Objective: We studied the impact of native (natCRP) and modified CRP (mCRP) isoforms on platelet adhesion and thrombus growth under arterial flow.
Methods and results: Blood was perfused over type I collagen at a wall shear rate of 1500 s(-1), and platelet deposition and thrombus growth were evaluated by confocal microscopy. natCRP and mCRP were either incubated with blood before perfusion experiments or immobilized in the collagen surface and exposed to flowing blood. mCRP significantly increased platelet adhesion and thrombus growth when directly incubated with blood and when immobilized on a collagen surface (P<0.05). In contrast, natCRP did not exert any effect. Confocal immunohistochemistry revealed the presence of CRP on the surface of adhered platelets and within the thrombus and showed an upregulation of P-selectin and CD36 in effluent platelets preincubated with mCRP (P<0.05).
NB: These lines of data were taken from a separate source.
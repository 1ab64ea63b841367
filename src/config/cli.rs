use crate::config::toml_config::PricerConfig;
use crate::config::CliConfig;
use crate::core::form::CalculatorForm;
use crate::utils::error::{PricerError, Result};
use crate::utils::validation::{validate_non_empty_string, validate_path, Validate};

/// Splits an `--addon` argument into name and optional quantity text.
/// The quantity follows the last `:` so names may contain colons.
pub fn parse_addon_arg(arg: &str) -> Result<(&str, Option<&str>)> {
    let (name, quantity) = match arg.rsplit_once(':') {
        Some((name, quantity)) => (name.trim(), Some(quantity.trim())),
        None => (arg.trim(), None),
    };

    if name.is_empty() {
        return Err(PricerError::InvalidConfigValueError {
            field: "addon".to_string(),
            value: arg.to_string(),
            reason: "Add-on name cannot be empty".to_string(),
        });
    }

    Ok((name, quantity))
}

impl CliConfig {
    /// Fills a fresh form from the command line arguments.
    pub fn build_form(&self, config: &PricerConfig) -> Result<CalculatorForm> {
        let mut form = CalculatorForm::new(&config.addons);
        form.yarn_weight = self.yarn_weight.clone().unwrap_or_default();
        form.additional_packaging = self.additional_packaging.clone();
        form.custom_margin = self.custom_margin.clone();

        for arg in &self.addons {
            let (name, quantity) = parse_addon_arg(arg)?;
            form.check(name, quantity)?;
        }

        Ok(form)
    }
}

impl Validate for CliConfig {
    fn validate(&self) -> Result<()> {
        validate_path("config", &self.config)?;
        for arg in &self.addons {
            validate_non_empty_string("addon", arg)?;
        }
        Ok(())
    }
}
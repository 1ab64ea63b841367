use crate::adapters::text::round_money;
use crate::domain::model::PriceBreakdown;
use crate::domain::ports::Presenter;
use crate::utils::error::{PricerError, Result, ValidationError};
use rust_decimal::Decimal;
use serde::Serialize;
use std::io::Write;

#[derive(Debug, Serialize)]
struct Row<'a> {
    item: &'a str,
    quantity: Option<u64>,
    amount: Option<Decimal>,
    message: Option<&'a str>,
}

impl<'a> Row<'a> {
    fn amount(item: &'a str, amount: Decimal) -> Self {
        Self {
            item,
            quantity: None,
            amount: Some(round_money(amount)),
            message: None,
        }
    }
}

/// Writes every line of a breakdown as `item,quantity,amount,message` rows.
pub struct CsvPresenter<W: Write> {
    writer: csv::Writer<W>,
}

impl<W: Write> CsvPresenter<W> {
    pub fn new(out: W) -> Self {
        Self {
            writer: csv::Writer::from_writer(out),
        }
    }

    pub fn into_inner(self) -> Result<W> {
        self.writer
            .into_inner()
            .map_err(|e| PricerError::IoError(e.into_error()))
    }
}

impl<W: Write> Presenter for CsvPresenter<W> {
    fn present(&mut self, breakdown: &PriceBreakdown) -> Result<()> {
        self.writer.serialize(Row::amount("yarn_cost", breakdown.yarn_cost))?;
        self.writer
            .serialize(Row::amount("standard_packaging", breakdown.standard_packaging))?;
        self.writer.serialize(Row::amount(
            "additional_packaging",
            breakdown.additional_packaging,
        ))?;
        for addon in &breakdown.addons {
            self.writer.serialize(Row {
                item: &addon.name,
                quantity: Some(addon.quantity),
                amount: Some(round_money(addon.line_total)),
                message: None,
            })?;
        }
        self.writer
            .serialize(Row::amount("addons_total", breakdown.addons_total))?;
        self.writer
            .serialize(Row::amount("custom_margin", breakdown.custom_margin))?;
        self.writer.serialize(Row::amount("subtotal", breakdown.subtotal))?;
        self.writer
            .serialize(Row::amount("platform_fee", breakdown.platform_fee))?;
        self.writer
            .serialize(Row::amount("final_price", breakdown.final_price))?;
        self.writer.flush()?;
        Ok(())
    }

    fn present_error(&mut self, error: &ValidationError) -> Result<()> {
        let message = error.to_string();
        self.writer.serialize(Row {
            item: "error",
            quantity: None,
            amount: None,
            message: Some(&message),
        })?;
        self.writer.flush()?;
        Ok(())
    }

    fn clear(&mut self) -> Result<()> {
        self.writer.serialize(Row {
            item: "reset",
            quantity: None,
            amount: None,
            message: None,
        })?;
        self.writer.flush()?;
        Ok(())
    }
}

#[cfg(test)]
mod tests {
    use super::*;
    use crate::core::calculator::price;
    use crate::domain::model::{AddonOption, AddonRequest, RawInputs};
    use rust_decimal_macros::dec;

    #[test]
    fn test_csv_rows() {
        let raw = RawInputs {
            yarn_weight: "50".to_string(),
            ..RawInputs::default()
        };
        let bow = AddonOption::new("Bow", dec!(15));
        let breakdown = price(&raw, &[AddonRequest::new(&bow, "2")]).unwrap();

        let mut presenter = CsvPresenter::new(Vec::new());
        presenter.present(&breakdown).unwrap();
        let text = String::from_utf8(presenter.into_inner().unwrap()).unwrap();
        let lines: Vec<&str> = text.lines().collect();

        assert_eq!(lines[0], "item,quantity,amount,message");
        assert_eq!(lines[1], "yarn_cost,,100.00,");
        assert!(lines.contains(&"Bow,2,30.00,"));
        assert_eq!(lines.last().copied(), Some("final_price,,144.20,"));
    }

    #[test]
    fn test_csv_error_row() {
        let mut presenter = CsvPresenter::new(Vec::new());
        presenter
            .present_error(&ValidationError::NegativeYarnWeight)
            .unwrap();
        let text = String::from_utf8(presenter.into_inner().unwrap()).unwrap();
        assert!(text.ends_with("error,,,Yarn weight cannot be negative\n"));
    }

    #[test]
    fn test_csv_reset_row_follows_breakdown() {
        let raw = RawInputs {
            yarn_weight: "10".to_string(),
            ..RawInputs::default()
        };
        let breakdown = price(&raw, &[]).unwrap();

        let mut presenter = CsvPresenter::new(Vec::new());
        presenter.present(&breakdown).unwrap();
        presenter.clear().unwrap();
        let text = String::from_utf8(presenter.into_inner().unwrap()).unwrap();
        let lines: Vec<&str> = text.lines().collect();

        assert_eq!(lines.iter().filter(|l| l.starts_with("item,")).count(), 1);
        assert_eq!(lines[lines.len() - 2], "final_price,,30.90,");
        assert!(text.ends_with("reset,,,\n"));
    }
}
Flow cytometry analysis of agonist-induced platelet activation demonstrated that mCRP, but not natCRP, significantly increased platelet surface P-selectin (P<0.05) without modifying CD63 and PAC-1.
Conclusions: Our data indicate that whereas serum natCRP may not affect thrombus growth, mCRP displays a prothrombotic phenotype enhancing not only platelet deposition, but also thrombus growth under arterial flow conditions.